Starting in the early 1960s, the Reds’ farm system began producing a series of stars, including Jim Maloney, Pete Rose, Tony Pérez, Johnny Bench, Lee May, Tommy Helms, Bernie Carbo, Hal McRae, Dave Concepción and Gary Nolan. The tipping point came in 1967 with the appointment of Bob Howsam as general manager. That same year the Reds avoided a move to San Diego when the city of Cincinnati and Hamilton County agreed to build a state of the art, downtown stadium on the edge of the Ohio River. The Reds entered into a 30-year lease in exchange for the stadium commitment keeping the franchise in its original home city. The Reds’ final game at Crosley Field, home to more than 4,500 baseball games, was played on June 24, 1970.

The Red’s 1970 season saw Hank Aaron (Atlanta Braves) collect his 3,000th hit, in a game against the Cincinnati Reds, the team against which he played his first game.
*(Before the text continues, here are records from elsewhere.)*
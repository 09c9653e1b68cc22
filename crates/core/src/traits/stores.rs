//! Lead, conversation and agent data sources

use async_trait::async_trait;

use crate::conversation::ConversationTurn;
use crate::error::{RoutingError, StoreError};
use crate::lead::LeadRecord;
use crate::routing::AgentProfile;

/// Read access to lead profiles
#[async_trait]
pub trait LeadStore: Send + Sync + 'static {
    async fn get_lead(&self, lead_id: &str) -> Result<LeadRecord, StoreError>;
}

/// Read access to conversation history
#[async_trait]
pub trait ConversationStore: Send + Sync + 'static {
    /// Turns in chronological order; empty when the lead never spoke
    async fn get_history(&self, lead_id: &str) -> Result<Vec<ConversationTurn>, StoreError>;
}

/// Agent capability and load data, refreshed outside the core
#[async_trait]
pub trait AgentDirectory: Send + Sync + 'static {
    /// Read-only snapshot used for one routing decision
    async fn snapshot(&self) -> Result<Vec<AgentProfile>, RoutingError>;

    /// Called once a lead has actually been assigned, so the directory can
    /// increment the agent's load counter
    async fn record_assignment(&self, agent_id: &str, lead_id: &str) -> Result<(), RoutingError>;
}
//! Conversation history types

use chrono::{DateTime, Utc};
use serde::{Deserialize, Serialize};

/// Who produced a turn
#[derive(Debug, Clone, Copy, PartialEq, Eq, Hash, Serialize, Deserialize)]
#[serde(rename_all = "lowercase")]
pub enum Speaker {
    Lead,
    Agent,
    System,
}

/// One message in an ordered dialogue
#[derive(Debug, Clone, PartialEq, Serialize, Deserialize)]
pub struct ConversationTurn {
    pub speaker: Speaker,
    pub text: String,
    pub timestamp: DateTime<Utc>,
}

impl ConversationTurn {
    pub fn new(speaker: Speaker, text: impl Into<String>, timestamp: DateTime<Utc>) -> Self {
        Self {
            speaker,
            text: text.into(),
            timestamp,
        }
    }

    pub fn lead(text: impl Into<String>, timestamp: DateTime<Utc>) -> Self {
        Self::new(Speaker::Lead, text, timestamp)
    }

    pub fn agent(text: impl Into<String>, timestamp: DateTime<Utc>) -> Self {
        Self::new(Speaker::Agent, text, timestamp)
    }

    pub fn is_lead(&self) -> bool {
        self.speaker == Speaker::Lead
    }
}

/// Lowercased text of every lead-authored turn, space-joined
pub fn lead_text(conversation: &[ConversationTurn]) -> String {
    conversation
        .iter()
        .filter(|t| t.is_lead())
        .map(|t| t.text.as_str())
        .collect::<Vec<_>>()
        .join(" ")
        .to_lowercase()
}

#[cfg(test)]
mod tests {
    use super::*;

    #[test]
    fn test_lead_text_skips_agent_turns() {
        let now = Utc::now();
        let turns = vec![
            ConversationTurn::agent("Hello, how can I help?", now),
            ConversationTurn::lead("Looking for a HOUSE", now),
            ConversationTurn::lead("ASAP", now),
        ];
        assert_eq!(lead_text(&turns), "looking for a house asap");
    }

    #[test]
    fn test_speaker_serde() {
        let json = serde_json::to_string(&Speaker::Lead).unwrap();
        assert_eq!(json, "\"lead\"");
    }
}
He was the first player to get 3,000 career hits and 500 career home runs. Also during that year, Aaron established the record for most seasons with thirty or more home runs in the National League. In 1975, he won the NL Most Valuable Player (MVP) Award, while that same year, the Braves won the World Series. He holds the MLB records for the most career runs batted (2,297) and the most career extra base hits (1,477). Aaron is also in the top five for career hits with 3,771 (third) and runs with 2,174, which is tied for fourth with Babe Ruth. He is one of only four players to have at least seventeen seasons with 150 or more hits. He also is in second place in home runs (755) and at-bats (12,364), and in third place in games played (3,298).

During the 1974 season Aaron broke Babe Ruth’s home run record. He tied the record against the Reds during the opening day series.